Having washed up, both McCutcheon and Badger approached the table, where they stood awkwardly for a few moments before claiming chairs together at one end of the table. Guthrie joined them, and the three sat down and rested their elbows on the table, glancing around the room. McCutcheon’s eyes touched hers again briefly and Pony felt her cheeks warm. He cleared his throat.

“That bull buffalo is standing right across the creek from my cabin,” he said, reaching for the coffeepot that Ramalda had plunked in the center of the table and filling his cup. He did the same for Guthrie and Badger.

“I’ll be damned. Guess he traveled some today, didn’t he?” Guthrie said, raising his cup for a swallow. “Maybe in the morning he’ll be standing on your porch, lookin’ in the window.”

“That big buff’s like a mountain on hooves,” Badger said. “I’ve never seen any bigger. Kind of spooky, if you ask me. I’ll take beef cattle any day.”

“That’s because you don’t know what from wherefore,” Guthrie said. “Buffalo are the wave of the future. The meat is healthier, tastier, and since when could you sell a beef cow’s skull and hide for nearly a thousand dollars?”

“Since when could you throw a rope around a buffalo and slap your brand on it?” Badger challenged, adding three heaping spoonfuls of sugar to his coffee.

“Speaking of which,” McCutcheon interrupted, “Badger, weren’t you and Charlie supposed to give me a roping lesson yesterday? Charlie mentioned something about it when I ran into him at the Longhorn Cafe.”

Badger’s eyebrows raised and he rubbed his whiskery chin. “That’s the first I heard of it.” He shook his head in disgust. “Charlie’s a senile old coot.”

Pony helped Ramalda with the final preparations while listening to the conversation, and the boys’ heads turned solemnly from one speaker to another as if watching a tennis match.

Guthrie reached for the coffeepot. “Charlie and Badger can’t throw a rope anyhow,” he said, topping off his mug. “Between the two of them, I doubt they could rope a stump and tie it to a tree. Why’d you want to take lessons from them?”

“I was throwin’ a rope long before you hit the ground, son,” Badger said, adding another spoonful of sugar to his cup. “And I expect I can still throw one better’n you.”

“Maybe we should have us a rope-throwing contest after supper,” Guthrie said. “I could use a little extra pocket money betting on a sure thing like that.”

Badger laid down his spoon, straightened his spine and smoothed his mustache. “Son, there’s no such thing as a sure thing, but if you want to run on the rope, go right ahead. To my way of thinkin’, you’d be better off keeping your money in your pocket. You’re going to need all the cash you can get to pay for this big wedding of yours that your sister Bernie’s plannin’.”

Guthrie sipped his coffee. “Why, Badger, I thought you was plannin’ to foot the bill. You’re always talkin’ about how Jessie’s been just like a granddaughter to you.”

“That she is,” Badger said, his voice gruff but his expression softening. “Maybe we’d both best be saving our money.”

McCutcheon leaned back in his chair. “I guess this means I’m never going to get my roping lesson.”

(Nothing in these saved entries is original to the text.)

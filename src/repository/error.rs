// ==========================================
// 物料齐套测算系统 - 仓储层错误类型
// ==========================================
// 工具: thiserror 派生宏
// ==========================================

use thiserror::Error;

/// 仓储层错误类型
#[derive(Error, Debug)]
pub enum RepositoryError {
    // ===== 数据库错误 =====
    #[error("记录未找到: {entity} with id={id}")]
    NotFound { entity: String, id: String },

    #[error("数据库连接失败: {0}")]
    DatabaseConnectionError(String),

    #[error("数据库锁获取失败: {0}")]
    LockError(String),

    #[error("数据库事务失败: {0}")]
    DatabaseTransactionError(String),

    #[error("数据库查询失败: {0}")]
    DatabaseQueryError(String),

    #[error("唯一约束违反: {0}")]
    UniqueConstraintViolation(String),

    #[error("外键约束违反: {0}")]
    ForeignKeyViolation(String),

    // ===== 数据质量错误 =====
    #[error("数据验证失败: {0}")]
    ValidationError(String),

    #[error("字段值错误 (field={field}): {message}")]
    FieldValueError { field: String, message: String },

    // ===== 通用错误 =====
    #[error("内部错误: {0}")]
    InternalError(String),

    #[error(transparent)]
    Other(#[from] anyhow::Error),
}

// 实现 From<rusqlite::Error>
impl From<rusqlite::Error> for RepositoryError {
    fn from(err: rusqlite::Error) -> Self {
        match err {
            rusqlite::Error::SqliteFailure(_, Some(msg)) => {
                if msg.contains("UNIQUE") {
                    RepositoryError::UniqueConstraintViolation(msg)
                } else if msg.contains("FOREIGN KEY") {
                    RepositoryError::ForeignKeyViolation(msg)
                } else {
                    RepositoryError::DatabaseQueryError(msg)
                }
            }
            rusqlite::Error::QueryReturnedNoRows => RepositoryError::NotFound {
                entity: "Unknown".to_string(),
                id: "Unknown".to_string(),
            },
            _ => RepositoryError::DatabaseQueryError(err.to_string()),
        }
    }
}

/// Result 类型别名
pub type RepositoryResult<T> = Result<T, RepositoryError>;
// ==========================================
// 物料齐套测算系统 - 库存领域模型
// ==========================================
// 对齐: warehouse_stock 表
// ==========================================

use serde::{Deserialize, Serialize};

// ==========================================
// StockLot - 库存批次
// ==========================================
// 约束: id 仅作为稳定消耗顺序键（先进先出按 id 升序）
// 约束: remainder 非负; price 允许 NULL（未定价批次）
#[derive(Debug, Clone, PartialEq, Serialize, Deserialize)]
pub struct StockLot {
    pub id: i64,            // 批次主键（分配顺序键）
    pub material_id: i64,   // 关联 material_master（FK）
    pub remainder: i64,     // 剩余可用数量
    pub price: Option<f64>, // 批次单价
}
// ==========================================
// 物料齐套测算系统 - 领域模型层
// ==========================================
// 职责: 定义领域实体与派生输出结构
// 红线: 不含数据访问逻辑,不含引擎逻辑
// ==========================================

pub mod fulfillment;
pub mod material;
pub mod product;
pub mod stock;

// 重导出核心类型
pub use fulfillment::{FulfillmentRequest, MaterialAllocation, ProductFulfillmentReport};
pub use material::Material;
pub use product::{BomLine, BomRequirement, Product};
pub use stock::StockLot;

Pony set the basket of golden biscuits on the table, but when Jimmy immediately reached for one she said, “Wait.” She helped Ramalda bring the rest of the food, and then took a chair between Jimmy and Roon. Ramalda went back to the sink and began fussing with the dirty pots and pans. Badger reached for a biscuit. “Wait,” Pony said again, and Badger drew his hand back as if he’d been slapped. Pony folded her hands in front of her. “We must wait.”

The boys sat silently. McCutcheon and Guthrie exchanged a questioning glance while Ramalda scrubbed noisily away at the pots in the kitchen sink. The wait stretched out for several long minutes and finally Badger cleared his throat. “Now, maybe I’m practicing rude behavior here, ma’am, but just what the devil are we waiting for?” he said, giving her a reproachful look. “Are you about to say grace?”

Pony’s clasped hands tightened. “It is impolite to begin eating before everyone is seated.”

Badger snorted. “Hell’s bells, Ramalda never sits with us. We’ll all starve if we wait for her. She eats in her own place, at her own time.”

Pony looked at McCutcheon with a surge of indignation. “You mean that she is not allowed to eat with you?”

His face flushed. “She’s more than welcome, but she won’t. Maybe you can convince her to, but I can’t. Believe me, I’ve tried.”

She looked behind her to where the woman worked at the sink. “Ramalda, sientate, y come con nosotros.” Ramalda swung her bulk about and scowled, raised a dripping hand holding a scouring pad and shook her head.

“No. Comaselos ustedes ahora que están caliente.”

Pony faced front again, her cheeks flushing with embarrassment. “She says for us to eat while the food is hot.”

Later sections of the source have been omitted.